With a little delay, the last showing of Subterranea as a whole kicks off at 8.30 pm. Half an hour into the set everything suddenly stops, the house lights go on, and we are told that one of the spots has failed. Because light is so damn necessary for the recording of the video they decide to mend it. The band thinks it'll only take five minutes and asks the audience for requests whilst Mike Holmes plays a cowboy tune. The medley "Out Of Nowhere" / "Mama Mia" envelopes the enthusiastic crowd. IQ has covered the weirdest songs in its past, which probably has something to do with that typical British humour. I remember a similar medley (including the Abba classic) was played on 17th may 1997 in the Palace Theatre in Newark. Most people seem to enjoy it, although there are some prog-purists who are not too keen on the Abba inclusion. Nicholls informs us that the lights have to come off completely, which means the show will be done all over again in half an hour's time. A white Easter bunny takes the stage, throwing Easter eggs into the audience. With all this fuss one could forget it was Easter!

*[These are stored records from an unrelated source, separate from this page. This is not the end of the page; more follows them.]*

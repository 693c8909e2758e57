use crate::domain::model::RouteReport;
use crate::utils::error::{EtlError, Result};
use csv::Writer;

pub const OUTPUT_HEADER: [&str; 5] = [
    "SITE_CODE",
    "SITE_NAME",
    "TERMINAL_CODE",
    "DISTANCE_KM",
    "DURATION",
];

/// Renders the report as CSV, one record per input row in input order.
pub fn render_report(report: &RouteReport) -> Result<Vec<u8>> {
    if !report.is_aligned() {
        return Err(EtlError::ProcessingError {
            message: format!(
                "Result columns are not aligned: {} site codes, {} site names, {} terminal codes, {} distances, {} durations",
                report.site_codes.len(),
                report.site_names.len(),
                report.terminal_codes.len(),
                report.distances.len(),
                report.durations.len()
            ),
        });
    }

    let mut writer = Writer::from_writer(Vec::new());
    writer.write_record(OUTPUT_HEADER)?;

    let entries = report
        .site_codes
        .iter()
        .zip(&report.site_names)
        .zip(&report.terminal_codes)
        .zip(&report.distances)
        .zip(&report.durations);

    for ((((code, name), terminal), distance), duration) in entries {
        let distance = format!("{:.2}", distance);
        writer.write_record([
            code.as_str(),
            name.as_str(),
            terminal.as_str(),
            distance.as_str(),
            duration.as_str(),
        ])?;
    }

    writer
        .into_inner()
        .map_err(|e| EtlError::IoError(e.into_error()))
}

#[cfg(test)]
mod tests {
    use super::*;
    use crate::domain::model::{LookupResult, RouteRow};

    fn row(code: &str, name: &str) -> RouteRow {
        RouteRow {
            site_code: code.to_string(),
            site_name: name.to_string(),
            terminal_code: format!("T-{}", code),
            origin: "10.0,20.0".to_string(),
            destination: "11.0,21.0".to_string(),
        }
    }

    #[test]
    fn test_render_report_formats_rows() {
        let mut report = RouteReport::default();
        report.record(&row("S1", "Site One"), LookupResult::new(12.345, "18 mins"));
        report.record_failure(&row("S2", "Site Two"));
        report.record(&row("S3", "Site Three"), LookupResult::new(7.0, "1 hour 2 mins"));

        let output = String::from_utf8(render_report(&report).unwrap()).unwrap();
        let lines: Vec<&str> = output.lines().collect();

        assert_eq!(
            lines,
            vec![
                "SITE_CODE,SITE_NAME,TERMINAL_CODE,DISTANCE_KM,DURATION",
                "S1,Site One,T-S1,12.35,18 mins",
                "S2,Site Two,T-S2,0.00,N/A",
                "S3,Site Three,T-S3,7.00,1 hour 2 mins",
            ]
        );
    }

    #[test]
    fn test_render_empty_report_writes_header_only() {
        let output = render_report(&RouteReport::default()).unwrap();
        assert_eq!(
            String::from_utf8(output).unwrap(),
            "SITE_CODE,SITE_NAME,TERMINAL_CODE,DISTANCE_KM,DURATION\n"
        );
    }

    #[test]
    fn test_render_report_quotes_fields_with_commas() {
        let mut report = RouteReport::default();
        report.record(&row("S1", "Depot, North"), LookupResult::new(1.5, "3 mins"));

        let output = String::from_utf8(render_report(&report).unwrap()).unwrap();

        assert!(output.contains("S1,\"Depot, North\",T-S1,1.50,3 mins"));
    }

    #[test]
    fn test_render_misaligned_report_fails() {
        let mut report = RouteReport::default();
        report.record(&row("S1", "Site One"), LookupResult::new(1.0, "1 min"));
        report.distances.push(2.0);

        assert!(matches!(
            render_report(&report),
            Err(EtlError::ProcessingError { .. })
        ));
    }
}
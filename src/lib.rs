pub mod config;
pub mod core;
pub mod domain;
pub mod utils;

pub use config::cli::LocalStorage;
pub use config::toml_config::TomlConfig;
#[cfg(feature = "cli")]
pub use config::CliConfig;

pub use crate::core::{etl::EtlEngine, lookup::DistanceMatrixClient, pipeline::RoutePipeline};
pub use domain::model::{LookupResult, RouteReport, RouteRow};
pub use utils::error::{EtlError, Result};
use serde::{Deserialize, Serialize};

/// One parsed input record.
#[derive(Debug, Clone, PartialEq, Eq, Serialize, Deserialize)]
pub struct RouteRow {
    pub site_code: String,
    pub site_name: String,
    pub terminal_code: String,
    /// `"lat,lng"`, passed to the API as-is.
    pub origin: String,
    pub destination: String,
}

#[derive(Debug, Clone, PartialEq, Serialize, Deserialize)]
pub struct LookupResult {
    pub distance_km: f64,
    pub duration: String,
}

impl LookupResult {
    pub const UNAVAILABLE_DURATION: &'static str = "N/A";

    pub fn new(distance_km: f64, duration: impl Into<String>) -> Self {
        Self {
            distance_km,
            duration: duration.into(),
        }
    }

    /// Sentinel recorded when no route could be resolved: 0 km and "N/A".
    pub fn unavailable() -> Self {
        Self::new(0.0, Self::UNAVAILABLE_DURATION)
    }

    pub fn is_unavailable(&self) -> bool {
        self.duration == Self::UNAVAILABLE_DURATION
    }
}

/// Output columns kept as parallel sequences, index-aligned with the input rows.
///
/// Rows are only appended through [`RouteReport::record`] and
/// [`RouteReport::record_failure`], which push to every sequence at once.
#[derive(Debug, Clone, Default)]
pub struct RouteReport {
    pub site_codes: Vec<String>,
    pub site_names: Vec<String>,
    pub terminal_codes: Vec<String>,
    pub distances: Vec<f64>,
    pub durations: Vec<String>,
    pub failed: usize,
}

impl RouteReport {
    pub fn with_capacity(capacity: usize) -> Self {
        Self {
            site_codes: Vec::with_capacity(capacity),
            site_names: Vec::with_capacity(capacity),
            terminal_codes: Vec::with_capacity(capacity),
            distances: Vec::with_capacity(capacity),
            durations: Vec::with_capacity(capacity),
            failed: 0,
        }
    }

    pub fn record(&mut self, row: &RouteRow, result: LookupResult) {
        self.site_codes.push(row.site_code.clone());
        self.site_names.push(row.site_name.clone());
        self.terminal_codes.push(row.terminal_code.clone());
        self.distances.push(result.distance_km);
        self.durations.push(result.duration);
    }

    pub fn record_failure(&mut self, row: &RouteRow) {
        self.record(row, LookupResult::unavailable());
        self.failed += 1;
    }

    pub fn len(&self) -> usize {
        self.site_codes.len()
    }

    pub fn is_empty(&self) -> bool {
        self.site_codes.is_empty()
    }

    pub fn resolved(&self) -> usize {
        self.len().saturating_sub(self.failed)
    }

    pub fn is_aligned(&self) -> bool {
        let len = self.site_codes.len();
        self.site_names.len() == len
            && self.terminal_codes.len() == len
            && self.distances.len() == len
            && self.durations.len() == len
    }
}
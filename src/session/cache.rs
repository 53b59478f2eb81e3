//! Redis-backed key-value client.
//!
//! # Responsibilities
//! - Connect to the cache described by `RedisConfig` (password, database)
//! - Map GET/SET/DEL/EXISTS/PING onto the `KvClient` capability
//!
//! # Design Decisions
//! - One `ConnectionManager` shared by all requests; it multiplexes commands
//!   and reconnects on its own after a dropped connection
//! - Startup makes a bounded number of connection attempts, then fails

use std::time::Duration;

use async_trait::async_trait;
use percent_encoding::{utf8_percent_encode, NON_ALPHANUMERIC};
use redis::aio::{ConnectionManager, ConnectionManagerConfig};
use redis::AsyncCommands;

use crate::config::RedisConfig;
use crate::error::KvError;
use crate::session::kv::KvClient;

const CONNECT_RETRIES: usize = 2;
const CONNECT_TIMEOUT: Duration = Duration::from_secs(5);

/// `KvClient` talking to a Redis-compatible server.
#[derive(Clone)]
pub struct RedisClient {
    conn: ConnectionManager,
}

impl RedisClient {
    /// Open the managed connection. Fails if the cache cannot be reached.
    pub async fn connect(config: &RedisConfig) -> Result<Self, KvError> {
        let client = redis::Client::open(connection_url(config))?;
        let manager_config = ConnectionManagerConfig::new()
            .set_number_of_retries(CONNECT_RETRIES)
            .set_connection_timeout(CONNECT_TIMEOUT);
        let conn = ConnectionManager::new_with_config(client, manager_config).await?;

        tracing::info!(host = %config.host, port = config.port, db = config.db, "Connected to session cache");
        Ok(Self { conn })
    }
}

/// `redis://[:password@]host:port/db`, password percent-encoded.
fn connection_url(config: &RedisConfig) -> String {
    let auth = match config.password.as_deref().filter(|p| !p.is_empty()) {
        Some(password) => format!(":{}@", utf8_percent_encode(password, NON_ALPHANUMERIC)),
        None => String::new(),
    };
    format!("redis://{auth}{}:{}/{}", config.host, config.port, config.db)
}

impl From<redis::RedisError> for KvError {
    fn from(e: redis::RedisError) -> Self {
        if e.is_io_error() || e.is_connection_refusal() || e.is_connection_dropped() || e.is_timeout() {
            KvError::Connection(e.to_string())
        } else {
            KvError::Server(e.to_string())
        }
    }
}

#[async_trait]
impl KvClient for RedisClient {
    async fn get(&self, key: &str) -> Result<Option<String>, KvError> {
        let mut conn = self.conn.clone();
        let value: Option<String> = conn.get(key).await?;
        Ok(value)
    }

    async fn set(&self, key: &str, value: &str) -> Result<(), KvError> {
        let mut conn = self.conn.clone();
        let _: () = conn.set(key, value).await?;
        Ok(())
    }

    async fn del(&self, key: &str) -> Result<(), KvError> {
        let mut conn = self.conn.clone();
        let _: i64 = conn.del(key).await?;
        Ok(())
    }

    async fn exists(&self, key: &str) -> Result<bool, KvError> {
        let mut conn = self.conn.clone();
        let found: bool = conn.exists(key).await?;
        Ok(found)
    }

    async fn ping(&self) -> Result<(), KvError> {
        let mut conn = self.conn.clone();
        let reply: String = redis::cmd("PING").query_async(&mut conn).await?;
        if reply == "PONG" {
            Ok(())
        } else {
            Err(KvError::Server(format!("unexpected reply to PING: {reply}")))
        }
    }
}
//! X25519 identities and public-key JWK transport encoding.

use base64::{
    engine::general_purpose::{STANDARD, URL_SAFE_NO_PAD},
    Engine,
};
use rand::rngs::OsRng;
use serde::{Deserialize, Serialize};
use x25519_dalek::{PublicKey, StaticSecret};

use crate::crypto::key::SessionKey;
use crate::error::{TunnelError, TunnelResult};

/// Public key in JWK form (RFC 8037, OKP / X25519).
#[derive(Debug, Clone, Serialize, Deserialize)]
struct PublicJwk {
    kty: String,
    crv: String,
    x: String,
}

const JWK_KTY: &str = "OKP";
const JWK_CRV: &str = "X25519";

/// Encode a public key as base64(JSON JWK).
pub fn encode_public_jwk(key: &PublicKey) -> String {
    let jwk = PublicJwk {
        kty: JWK_KTY.to_string(),
        crv: JWK_CRV.to_string(),
        x: URL_SAFE_NO_PAD.encode(key.as_bytes()),
    };
    // Serializing three owned strings cannot fail.
    let json = serde_json::to_vec(&jwk).unwrap_or_default();
    STANDARD.encode(json)
}

/// Decode a base64(JSON JWK) string into an X25519 public key.
pub fn decode_public_jwk(encoded: &str) -> TunnelResult<PublicKey> {
    let json = STANDARD
        .decode(encoded.trim())
        .map_err(|e| TunnelError::KeyDecode(format!("base64: {e}")))?;
    let jwk: PublicJwk = serde_json::from_slice(&json)
        .map_err(|e| TunnelError::KeyDecode(format!("jwk: {e}")))?;

    if jwk.kty != JWK_KTY || jwk.crv != JWK_CRV {
        return Err(TunnelError::KeyDecode(format!(
            "unsupported key type {}/{}",
            jwk.kty, jwk.crv
        )));
    }

    let raw = URL_SAFE_NO_PAD
        .decode(jwk.x.as_bytes())
        .map_err(|e| TunnelError::KeyDecode(format!("x coordinate: {e}")))?;
    let bytes: [u8; 32] = raw
        .try_into()
        .map_err(|_| TunnelError::KeyDecode("expected 32-byte public key".into()))?;

    Ok(PublicKey::from(bytes))
}

/// An X25519 keypair.
pub struct KeyPair {
    secret: StaticSecret,
    public: PublicKey,
}

/// The server's long-lived handshake identity, generated once per process.
pub type ServerIdentity = KeyPair;

impl KeyPair {
    /// Generate a fresh keypair from the OS RNG.
    pub fn generate() -> Self {
        let secret = StaticSecret::random_from_rng(OsRng);
        let public = PublicKey::from(&secret);
        Self { secret, public }
    }

    pub fn public_key(&self) -> &PublicKey {
        &self.public
    }

    /// Public half as base64(JSON JWK).
    pub fn public_jwk_b64(&self) -> String {
        encode_public_jwk(&self.public)
    }

    /// Run ECDH against a peer public key and derive the session key.
    ///
    /// Rejects low-order peer points, which would force an all-zero secret.
    pub fn agree(&self, peer: &PublicKey) -> TunnelResult<SessionKey> {
        let shared = self.secret.diffie_hellman(peer);
        if !shared.was_contributory() {
            return Err(TunnelError::HandshakeCrypto(
                "peer public key is a low-order point".into(),
            ));
        }
        SessionKey::derive(shared.as_bytes())
    }
}

impl std::fmt::Debug for KeyPair {
    fn fmt(&self, f: &mut std::fmt::Formatter<'_>) -> std::fmt::Result {
        f.debug_struct("KeyPair")
            .field("public", &self.public_jwk_b64())
            .finish_non_exhaustive()
    }
}
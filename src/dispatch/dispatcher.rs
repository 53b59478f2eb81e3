//! Request lifecycle for the tunnel.
//!
//! # Responsibilities
//! - Classify each request and drive it to exactly one response
//! - Answer handshakes with the server public key and the session token
//! - Unwrap tunneled requests, rebuild them for the backend, and wrap the
//!   backend's answer back into an envelope
//! - Serve static assets enveloped, or the placeholder image
//!
//! # Design Decisions
//! - The backend response is intercepted as a value, never by patching a
//!   live response object
//! - Error bodies carry `public_message()` only; detail goes to the log

use std::collections::BTreeMap;
use std::sync::Arc;
use std::time::Instant;

use axum::{
    body::Body,
    http::{
        header::{CONTENT_LENGTH, CONTENT_TYPE, TRANSFER_ENCODING},
        HeaderMap, HeaderName, HeaderValue, Method, Request, Response, StatusCode,
    },
    response::IntoResponse,
};
use hyper::ext::ReasonPhrase;

use crate::crypto::ServerIdentity;
use crate::dispatch::{
    assets::{sniff_content_type, StaticAssets, PLACEHOLDER_PNG},
    backend::Backend,
    classify, Classification, DispatchSettings,
};
use crate::envelope::{self, InnerRequest, InnerResponse};
use crate::error::{TunnelError, TunnelResult, UpstreamError};
use crate::handshake::{headers_to_json, HandshakeManager, AUTH_TOKEN_RESPONSE_HEADER, SHARED_SECRET_HEADER};
use crate::observability::metrics;
use crate::session::{ClientSession, SessionStore};
use crate::transcode::{normalize_body, transcode_request_body};

const HANDSHAKE_REASON: &[u8] = b"ECDH Successfully Completed!";

/// Drives requests through the tunnel state machine.
#[derive(Clone)]
pub struct Dispatcher {
    handshakes: HandshakeManager,
    store: Arc<dyn SessionStore>,
    backend: Arc<dyn Backend>,
    assets: Option<Arc<dyn StaticAssets>>,
    settings: DispatchSettings,
}

impl Dispatcher {
    pub fn new(
        identity: Arc<ServerIdentity>,
        store: Arc<dyn SessionStore>,
        backend: Arc<dyn Backend>,
        settings: DispatchSettings,
    ) -> Self {
        Self {
            handshakes: HandshakeManager::new(identity, store.clone()),
            store,
            backend,
            assets: None,
            settings,
        }
    }

    /// Serve static requests from `assets` instead of forwarding them.
    pub fn with_static_assets(mut self, assets: Arc<dyn StaticAssets>) -> Self {
        self.assets = Some(assets);
        self
    }

    pub fn settings(&self) -> &DispatchSettings {
        &self.settings
    }

    /// Handle one request.
    pub async fn handle(&self, request: Request<Body>) -> Response<Body> {
        let start = Instant::now();

        let classification = match classify(request.headers(), &self.settings, self.store.as_ref()).await {
            Ok(c) => c,
            Err(e) => {
                let response = error_response(&TunnelError::Store(e), None);
                metrics::record_request("unclassified", response.status().as_u16(), start);
                return response;
            }
        };
        let state = classification.state();

        tracing::debug!(
            state = %state,
            method = %request.method(),
            path = %request.uri().path(),
            "Request classified"
        );

        let response = match classification {
            Classification::NotTunneled => self.forward(request).await,
            Classification::Handshake => self.handshake(request.headers()).await,
            Classification::Static { session } => self.serve_static(request, session).await,
            Classification::Tunneled(session) => {
                match self.tunnel(request, &session).await {
                    Ok(response) => response,
                    Err(e) => error_response(&e, Some(&session.client_uuid)),
                }
            }
        };

        metrics::record_request(state.as_str(), response.status().as_u16(), start);
        response
    }

    /// Pass the request to the backend untouched.
    async fn forward(&self, request: Request<Body>) -> Response<Body> {
        match self.backend.call(request).await {
            Ok(response) => response,
            Err(e) => {
                tracing::error!(error = %e, "Upstream error");
                metrics::record_error("upstream");
                (e.status(), e.public_message()).into_response()
            }
        }
    }

    async fn handshake(&self, headers: &HeaderMap) -> Response<Body> {
        let outcome = match self.handshakes.initialize(&headers_to_json(headers)).await {
            Ok(outcome) => outcome,
            Err(e) => {
                metrics::record_handshake("failure");
                return error_response(&e, None);
            }
        };
        metrics::record_handshake("success");

        let mut response = Response::new(Body::from(outcome.server_public_b64));
        response
            .extensions_mut()
            .insert(ReasonPhrase::from_static(HANDSHAKE_REASON));
        insert_header(response.headers_mut(), AUTH_TOKEN_RESPONSE_HEADER, &outcome.auth_token);
        if self.settings.expose_shared_secret {
            insert_header(response.headers_mut(), SHARED_SECRET_HEADER, &outcome.shared_secret_b64);
        }
        response
    }

    async fn serve_static(&self, request: Request<Body>, session: Option<ClientSession>) -> Response<Body> {
        let Some(assets) = &self.assets else {
            return self.forward(request).await;
        };

        let url = request
            .uri()
            .path_and_query()
            .map(|pq| pq.as_str().to_string())
            .unwrap_or_else(|| "/".to_string());

        let bytes = match assets.load(request.uri().path()).await {
            Ok(Some(bytes)) => bytes,
            Ok(None) => return (StatusCode::NOT_FOUND, format!("Cannot GET {url}")).into_response(),
            Err(e) => {
                tracing::error!(path = %url, error = %e, "Failed to read static asset");
                metrics::record_error("static_io");
                return (StatusCode::INTERNAL_SERVER_ERROR, "Internal Server Error").into_response();
            }
        };

        let Some(session) = session else {
            return ([(CONTENT_TYPE, "image/png")], PLACEHOLDER_PNG).into_response();
        };

        let inner = InnerResponse {
            status: StatusCode::OK.as_u16(),
            status_text: "OK".to_string(),
            headers: BTreeMap::from([(
                "content-type".to_string(),
                sniff_content_type(&bytes).to_string(),
            )]),
            body: bytes,
        };
        match seal(&inner, &session) {
            Ok(response) => response,
            Err(e) => error_response(&e, Some(&session.client_uuid)),
        }
    }

    async fn tunnel(&self, request: Request<Body>, session: &ClientSession) -> TunnelResult<Response<Body>> {
        let (mut parts, body) = request.into_parts();

        // 1. Buffer the envelope
        let wire = axum::body::to_bytes(body, self.settings.max_body_size)
            .await
            .map_err(|e| TunnelError::MalformedEnvelope(format!("body: {e}")))?;

        // 2. Decrypt
        let inner: InnerRequest = envelope::decode(&wire, &session.key)?;

        // 3. Transcode the body
        let transcoded = transcode_request_body(inner.header("content-type"), &inner.body)?;

        // 4. Rebuild the request
        parts.method = Method::from_bytes(inner.method.as_bytes())
            .map_err(|_| TunnelError::MalformedPayload(format!("invalid method '{}'", inner.method)))?;
        for (name, value) in &inner.headers {
            match (HeaderName::from_bytes(name.as_bytes()), HeaderValue::from_str(value)) {
                (Ok(name), Ok(value)) => {
                    parts.headers.insert(name, value);
                }
                _ => tracing::debug!(header = %name, "Dropping invalid inner header"),
            }
        }
        parts.headers.remove(CONTENT_LENGTH);
        parts.headers.remove(TRANSFER_ENCODING);
        let content_type = HeaderValue::from_str(&transcoded.content_type)
            .map_err(|_| TunnelError::MalformedPayload("invalid content type".into()))?;
        parts.headers.insert(CONTENT_TYPE, content_type);

        tracing::debug!(
            client_uuid = %session.client_uuid,
            method = %parts.method,
            path = %parts.uri.path(),
            "Tunneled request decoded"
        );

        // 5. Call the backend
        let backend_request = Request::from_parts(parts, Body::from(transcoded.body));
        let inner_response = match self.backend.call(backend_request).await {
            Ok(response) => self.intercept(response).await,
            Err(e) => upstream_failure(&e),
        };

        // 6. Wrap the response
        seal(&inner_response, session)
    }

    /// Capture the backend's response as an inner response value.
    async fn intercept(&self, response: Response<Body>) -> InnerResponse {
        let (parts, body) = response.into_parts();
        let bytes = match axum::body::to_bytes(body, usize::MAX).await {
            Ok(bytes) => bytes,
            Err(e) => return upstream_failure(&UpstreamError::Failed(format!("response body: {e}"))),
        };

        let content_type = parts.headers.get(CONTENT_TYPE).and_then(|v| v.to_str().ok());
        let body = normalize_body(content_type, &bytes);

        let mut headers = BTreeMap::new();
        for (name, value) in &parts.headers {
            if name == CONTENT_LENGTH || name == TRANSFER_ENCODING {
                continue;
            }
            if let Ok(value) = value.to_str() {
                headers.insert(name.as_str().to_string(), value.to_string());
            }
        }

        InnerResponse {
            status: parts.status.as_u16(),
            status_text: reason_phrase(&parts),
            headers,
            body,
        }
    }
}

fn reason_phrase(parts: &axum::http::response::Parts) -> String {
    if let Some(reason) = parts.extensions.get::<ReasonPhrase>() {
        return String::from_utf8_lossy(reason.as_bytes()).into_owned();
    }
    parts.status.canonical_reason().unwrap_or_default().to_string()
}

fn upstream_failure(e: &UpstreamError) -> InnerResponse {
    tracing::error!(error = %e, "Upstream error on tunneled request");
    metrics::record_error("upstream");
    let status = e.status();
    InnerResponse {
        status: status.as_u16(),
        status_text: status.canonical_reason().unwrap_or_default().to_string(),
        headers: BTreeMap::from([("content-type".to_string(), "text/plain".to_string())]),
        body: e.public_message().as_bytes().to_vec(),
    }
}

/// Envelope an inner response for the wire.
fn seal(inner: &InnerResponse, session: &ClientSession) -> TunnelResult<Response<Body>> {
    let wire = envelope::encode(inner, &session.key)?;

    let mut response = Response::new(Body::from(wire));
    *response.status_mut() = StatusCode::from_u16(inner.status).unwrap_or(StatusCode::OK);
    response
        .headers_mut()
        .insert(CONTENT_TYPE, HeaderValue::from_static("application/json"));
    insert_header(response.headers_mut(), AUTH_TOKEN_RESPONSE_HEADER, &session.auth_token);
    Ok(response)
}

fn insert_header(headers: &mut HeaderMap, name: &str, value: &str) {
    match (HeaderName::from_bytes(name.as_bytes()), HeaderValue::from_str(value)) {
        (Ok(name), Ok(value)) => {
            headers.insert(name, value);
        }
        _ => tracing::warn!(header = %name, "Header not representable, omitted"),
    }
}

fn error_response(err: &TunnelError, client_uuid: Option<&str>) -> Response<Body> {
    let status = err.status();
    if status.is_server_error() {
        tracing::error!(client_uuid = client_uuid.unwrap_or("-"), kind = err.kind(), error = %err, "Tunnel request failed");
    } else {
        tracing::warn!(client_uuid = client_uuid.unwrap_or("-"), kind = err.kind(), error = %err, "Tunnel request rejected");
    }
    metrics::record_error(err.kind());
    (status, err.public_message()).into_response()
}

As expected IQ delivers Subterranea perfectly, with loads of theatrical sidesteps from Nicholls and the superb colouring of the saxophone by Tony Wright. The show is over. The band members bow and you can see on their faces they are very happy it's all over. The stress clearly is gone. The audience asks for more and from that point IQ let go of the brakes. "Human Nature" fills the hall, including a magnificent rendition by Tony Wright. The audience wants more and more. The Wake (1985) "The Wake" is heavily applauded, as is "Awake and Nervous." For the third time the band is asked to leave the dressing room for an encore. A short bossa nova kind of thing introduces the final song for the night in the form of "Widow's Peak."Tales From The Lush Attic (1983) A perfect ending for a remarkable night.

Backstage, frowned eyebrows have given way to smiling faces. Sweaty bodies embrace each other as if they haven't seen each other for many years. Mike Holmes is the first I can get to talk. "Because it's a very theatrical piece and because each time it's a very expensive venture to do this live, we thought it would be a good idea to release it as a video. With this video IQ fans all over the world can now see how the project looked live because people in countries such as South America, Australia and Japan can't spend their entire wages on a flight to Europe in order to see Subterranea live. In June we are going to America where we were supposed to do Subterranea live [NEARfest 1999]. The people who organize the gig would normally have paid for most of the production cost. Unfortunately those costs are too high. The screen we need to project the images has been made especially for us. You can't buy it anywhere in the world ! So normally we would have to fly this thing over! Knowing that there're another three bands on stage that day and knowing the venue only holds about 450 people, there's no way you can ask $500 a ticket! Meanwhile the venue has been sold out and as the headliner we are going to do a 'normal' set including our regular highlights and some excerpts from Subterranea. Next to the band, the crew for Subterranea consists of 13 extra people; we have to hire extra equipment, extra lights. After our concert in America we will fly to South America where we will perform in Chili and Argentina. Also in those countries people won't be able to see all of Subterranea, so for all those people the video will be God's gift. I hope the video will be ready by then so we can take some copies with us. I have an appointment with Video Line on May 1st to do the final editing."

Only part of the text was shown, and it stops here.